General obligation bondholders splinter as Puerto Rico heads toward next debt restructuring 

Monarch Alternative Capital, GoldenTree Asset Management and Whitebox Advisors have formed a committee to differentiate themselves from other general obligation bondholders.
Monarch Alternative Capital, GoldenTree Asset Management and Whitebox Advisors have formed a committee to differentiate themselves from other general obligation bondholders. PHOTO: ALVIN BAEZ/REUTERS
  • Hedge funds that own Puerto Rico general obligation bonds are fracturing into competing groups as they jockey for priority in the U.S. territory’s financial restructuring.
    Monarch Alternative Capital LP, GoldenTree Asset Management LP and Whitebox Advisors LLC have formed a committee to differentiate themselves from other general obligation bondholders whose claims are in dispute, according to court records filed Tuesday. 
    The committee’s formation is partly a reaction to Puerto Rico’s financial overseers, who are taking steps to favor some general obligations over others. Last month the oversight board running Puerto Rico’s bankruptcy questioned the validity of $6 billion in general obligations, saying they layered more debt on the territory than its constitution allows.

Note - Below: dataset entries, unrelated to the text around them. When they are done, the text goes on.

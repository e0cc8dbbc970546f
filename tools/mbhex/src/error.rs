use thiserror::Error;

/// Why a single hex record could not be read or built.
#[derive(Error, Debug, Clone, PartialEq, Eq)]
pub enum RecordError {
    #[error("record does not start with ':'")]
    MissingColon,

    #[error("record contains non-hex characters")]
    InvalidHex,

    #[error("record is too short")]
    TooShort,

    #[error("record declares {declared} data bytes but has {actual}")]
    LengthMismatch { declared: usize, actual: usize },

    #[error("bad checksum: expected {expected:02X}, found {found:02X}")]
    Checksum { expected: u8, found: u8 },

    #[error("unknown record type {0:02X}")]
    UnknownType(u8),

    #[error("record data is {0} bytes, at most 255 fit in a record")]
    TooLong(usize),
}

#[derive(Error, Debug)]
pub enum HexError {
    #[error("line {line}")]
    Record {
        line: usize,
        #[source]
        source: RecordError,
    },

    #[error(transparent)]
    Encode(#[from] RecordError),

    #[error("firmware overflows into script region: firmware ends at 0x{end:X}, script starts at 0x{script_addr:X}")]
    FirmwareOverflow { end: u32, script_addr: u32 },

    #[error("script too large: {size} bytes after encoding, the script region holds {max}")]
    ScriptTooLarge { size: usize, max: usize },

    #[error("script address 0x{0:X} is not aligned to 16 bytes")]
    MisalignedAddress(u32),

    #[error("script at 0x{0:X} runs past the end of the address space")]
    AddressOutOfRange(u32),

    #[error("firmware does not end with an end-of-file record")]
    MissingTrailer,

    #[error("firmware spans {0} flash pages, more than the UICR can describe")]
    TooManyPages(u32),

    #[error("could not parse ELF: {0}")]
    Elf(#[from] elf::ParseError),

    #[error("ELF has no section headers")]
    NoSections,

    #[error("ELF entry point plus allocated sections runs past the end of the address space")]
    ElfOverflow,
}
use std::path::PathBuf;
use std::thread::sleep;
use std::time::Duration;

use anyhow::Context;
use dialoguer::Select;
use dialoguer::console::style;
use serialport::{SerialPort, SerialPortInfo, SerialPortType, available_ports};
use structopt::StructOpt;
use tracing::{Level, info, warn};
use tracing_subscriber::util::SubscriberInitExt;

use mbload::{RawRepl, upload};

/// USB vendor id of the micro:bit's interface chip.
const MICROBIT_VID: u16 = 0x0D28;

#[derive(Debug, StructOpt)]
#[structopt(name = "mbload", about = "Load files onto the micro:bit without flashing it")]
struct Opt {
    /// Serial device of the board (found automatically if omitted)
    #[structopt(short, long)]
    port: Option<String>,

    /// Baud rate of the serial device
    #[structopt(short, long, default_value = "115200")]
    baudrate: u32,

    /// Seconds to wait for the board to become available
    #[structopt(short, long, default_value = "0")]
    wait: u64,

    /// Name to save the file as, if different from the file name
    #[structopt(long)]
    name: Option<String>,

    /// More log output (repeat for more)
    #[structopt(short, long, parse(from_occurrences))]
    verbose: u8,

    /// File to load
    #[structopt(parse(from_os_str))]
    file: PathBuf,
}

fn setup_logging(verbose: u8) {
    let level = match verbose {
        0 => Level::WARN,
        1 => Level::INFO,
        _ => Level::DEBUG,
    };
    tracing_subscriber::fmt()
        .with_max_level(level)
        .with_writer(std::io::stderr)
        .compact()
        .finish()
        .init();
}

fn is_microbit(port: &SerialPortInfo) -> bool {
    matches!(&port.port_type, SerialPortType::UsbPort(usb) if usb.vid == MICROBIT_VID)
}

fn select_port() -> anyhow::Result<String> {
    let ports = available_ports().context("failed to list serial ports")?;

    // a micro:bit if there is one, otherwise any USB serial port on linux/windows/macos
    let mut candidates: Vec<&SerialPortInfo> = ports.iter().filter(|p| is_microbit(p)).collect();
    if candidates.is_empty() {
        candidates = ports
            .iter()
            .filter(|port| {
                port.port_name.contains("USB")
                    || port.port_name.contains("ACM")
                    || port.port_name.contains("COM")
                    || port.port_name.contains("usb")
            })
            .collect();
    }

    match candidates.as_slice() {
        [] => Err(anyhow::anyhow!(
            "no USB serial ports found, is the board plugged in (and are you in the dialout group)?"
        )),
        [p] => {
            println!("{}", style(format!("Using {}", p.port_name)).dim());
            Ok(p.port_name.clone())
        }
        ports => {
            let port_names: Vec<String> = ports.iter().map(|p| p.port_name.clone()).collect();
            let selected = Select::new()
                .with_prompt("Multiple USB serial ports found, select your micro:bit")
                .default(0)
                .items(&port_names)
                .interact()?;
            Ok(port_names[selected].clone())
        }
    }
}

/// Open the port, retrying once a second for up to `wait` seconds.
fn open_port(name: &str, baudrate: u32, wait: u64) -> anyhow::Result<Box<dyn SerialPort>> {
    let mut attempt = 0;
    loop {
        match serialport::new(name, baudrate)
            .timeout(Duration::from_millis(100))
            .open()
        {
            Ok(port) => return Ok(port),
            Err(e) if attempt < wait => {
                if attempt == 0 {
                    warn!("waiting {} seconds for {}: {}", wait, name, e);
                }
                attempt += 1;
                sleep(Duration::from_secs(1));
            }
            Err(e) => return Err(e).with_context(|| format!("failed to access {}", name)),
        }
    }
}

fn run(opt: Opt) -> anyhow::Result<()> {
    let contents = std::fs::read(&opt.file)
        .with_context(|| format!("failed to read {}", opt.file.display()))?;
    let name = match opt.name {
        Some(name) => name,
        None => opt
            .file
            .file_name()
            .map(|n| n.to_string_lossy().into_owned())
            .with_context(|| format!("{} has no file name, use --name", opt.file.display()))?,
    };

    let port_name = match opt.port {
        Some(port) => port,
        None => select_port()?,
    };
    let port = open_port(&port_name, opt.baudrate, opt.wait)?;

    info!("saving {} bytes as {}", contents.len(), name);
    let mut repl = RawRepl::new(port);
    upload(&mut repl, &contents, &name, |output| {
        if !output.is_empty() {
            print!("{}", style(String::from_utf8_lossy(output)).dim());
        }
    })?;

    println!("{}", style(format!("Saved {}", name)).green());
    Ok(())
}

fn main() {
    let opt = Opt::from_args();
    setup_logging(opt.verbose);

    if let Err(e) = run(opt) {
        eprintln!("Error: {:#}", e);
        std::process::exit(1);
    }
}
//! Put files on a micro:bit's filesystem over USB serial.
//!
//! The board's MicroPython exposes a "raw REPL": after `Ctrl-A` it reads a
//! block of code up to `Ctrl-D`, answers `OK`, runs it and sends back its
//! output and error text, each terminated by `Ctrl-D`. Uploading a file is
//! then just running a short script that writes the bytes out in chunks.

pub mod error;
pub mod repl;
pub mod save;

pub use error::LoadError;
pub use repl::{Port, RawRepl};
pub use save::make_save_script;

/// Save `contents` on the board as `name`.
pub fn upload<P: Port>(
    repl: &mut RawRepl<P>,
    contents: &[u8],
    name: &str,
    on_output: impl FnMut(&[u8]),
) -> Result<(), LoadError> {
    run_script(repl, &make_save_script(contents, name), on_output)
}

/// Run every statement of `script`, stopping at the first one that reports
/// an error. Whatever a statement prints is handed to `on_output`.
///
/// The raw REPL is always left again, even when a statement failed.
pub fn run_script<P: Port>(
    repl: &mut RawRepl<P>,
    script: &[String],
    mut on_output: impl FnMut(&[u8]),
) -> Result<(), LoadError> {
    repl.enter()?;

    let mut result = Ok(());
    for statement in script {
        match repl.exec(statement) {
            Ok((output, error)) => {
                on_output(&output);
                if !error.is_empty() {
                    result = Err(LoadError::Remote(
                        String::from_utf8_lossy(&error).into_owned(),
                    ));
                    break;
                }
            }
            Err(e) => {
                result = Err(e);
                break;
            }
        }
    }

    repl.exit()?;
    result
}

    The disputed bonds were sold after March 2012 and include Puerto Rico’s 2014 sale of $3.5 billion of high-yielding general obligations, the municipal market’s largest-ever junk-bond issuance.
    Monarch, GoldenTree and Whitebox own nearly $800 million in general obligation debt that was issued before March 2012 and isn’t directly caught up in the board’s challenge. 
    The group’s lawyer, Susheel Kirpalani, said the funds would fight to enforce the “lawful priority status” of these “vintage” bonds, which are backed by a guarantee in Puerto Rico’s constitution and by rent payments for public buildings.
    The bondholders are splintering in anticipation of new restructuring talks after Puerto Rico wrapped up a deal that wiped out $6 billion in other bonds backed by sales taxes. With that settlement now complete, the board is turning to other core government debt for concessions. 
    GoldenTree and Whitebox were among the sponsors of the sales-tax debt settlement, which saved Puerto Rico $450 million a year while earning them and other senior bondholders hundreds of millions of dollars in profit.
    The board is following a strategy pioneered by the city of Detroit, which argued during its bankruptcy that $1.5 billion in bonds it sold were invalid because they breached Michigan’s municipal-borrowing limits. Those bondholders were paid 14 cents on the dollar when Detroit emerged from court protection, far lower than the recoveries for top-ranking city debt.
    While a restructuring plan for Puerto Rico’s general obligations isn’t expected to be proposed for months, the formation of an additional committee gives the board another potential negotiating partner.
    A group of constitutional bondholders including Aurelius Capital Management LP and represented by the law firm Paul Weiss has been locked in battle with Puerto Rico since its 2016 default. More recently, a group of general obligation and Public Buildings Authority bondholders hired lawyers from Morrison Foerster, according to court records.
    A spokeswoman for the board had no immediate comment. A spokesman for the Aurelius bondholder group declined to comment.
    By driving down Puerto Rico’s $125 billion debt load, the board is hoping to free up money for infrastructure investments and cope with the continued loss of island residents moving to the U.S. mainland.